Jianhao Yan, Yafu Li, Zican Hu, Zhi Wang, Ganqu Cui, Xiaoye Qu, Yu Cheng, Yue Zhang
Shanghai AI Laboratory, Westlake University, Nanjing University, The Chinese University of Hong Kong
arXiv (2025)
RL Reasoning Benchmark

📝 Paper Summary

Large Reasoning Models (LRMs) Reinforcement Learning with Verifiable Rewards (RLVR)
LUFFY augments on-policy reinforcement learning with off-policy reasoning traces from stronger models using mixed-policy updates and gradient shaping to overcome exploration boundaries.
Core Problem
Standard on-policy RLVR (Reinforcement Learning with Verifiable Rewards) is constrained by the model's initial capabilities; if a model cannot spontaneously generate a correct reasoning chain, it cannot reinforce it, leading to failure in weak models.
Why it matters:
  • On-policy methods like those used in DeepSeek-R1 primarily amplify existing behaviors rather than teaching genuinely new reasoning skills
  • Weak foundation models (e.g., Llama-3.1-8B) often hit performance plateaus or fail completely (zero reward) on hard tasks because they lack the 'aha moments' needed to start the RL loop
Concrete Example: When training Llama-3.1-8B on a 'Hard' math subset, standard on-policy RL yields flat zero rewards because the model never generates a correct solution to learn from.

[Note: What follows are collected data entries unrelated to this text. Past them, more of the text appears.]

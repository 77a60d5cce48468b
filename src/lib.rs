// Practice Audio - Library exports for the binary, tests and benchmarks

pub mod audio;
pub mod config;
pub mod error;
pub mod messaging;
pub mod sequencer;

// Re-export commonly used types for convenience
pub use audio::clock::{AudioDevice, DeviceState, PlaybackContext, SystemWallClock, Tone, WallClock};
pub use audio::device::CpalDevice;
pub use audio::offline::OfflineDevice;
pub use audio::timing::AudioTiming;
pub use config::SchedulerConfig;
pub use error::{ConfigError, DeviceError, SchedulerError, SchedulerResult};
pub use messaging::channels::create_command_channel;
pub use sequencer::{
    Click, ClickType, EventLoop, LookaheadScheduler, Note, NoteValue, PlayOptions, PulseScheduler,
    SequencePlayer, Tempo, Tick, TransportState,
};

In contrast, LUFFY uses off-policy traces to provide initial learning signals, successfully training the model.
Key Novelty
Mixed-Policy GRPO with Policy Shaping
  • Combines the model's own rollouts (on-policy) with correct reasoning traces from a stronger teacher model (off-policy) in the same group-based advantage computation, allowing the model to imitate when it fails and explore when it succeeds
  • Introduces 'policy shaping via regularized importance sampling,' which modifies the gradient weights to emphasize low-probability but correct actions from the teacher, preventing the model from lazily memorizing the teacher's style without understanding
Evaluation Highlights
  • +6.4 point average gain across six math benchmarks (including AIME and MATH-500) using Qwen2.5-Math-7B compared to previous RLVR methods
  • +6.2 point average improvement on out-of-distribution tasks (ARC-c, GPQA, MMLU-Pro), significantly outperforming the best baseline OpenReasoner-Zero (57.8 vs 51.6)
  • Successfully trains Llama-3.1-8B on hard tasks where standard On-Policy RL fails completely (0 reward)
Breakthrough Assessment
8/10
Addresses a fundamental limitation of the current RLVR paradigm (on-policy exploration bounds) with a theoretically grounded and empirically effective off-policy integration.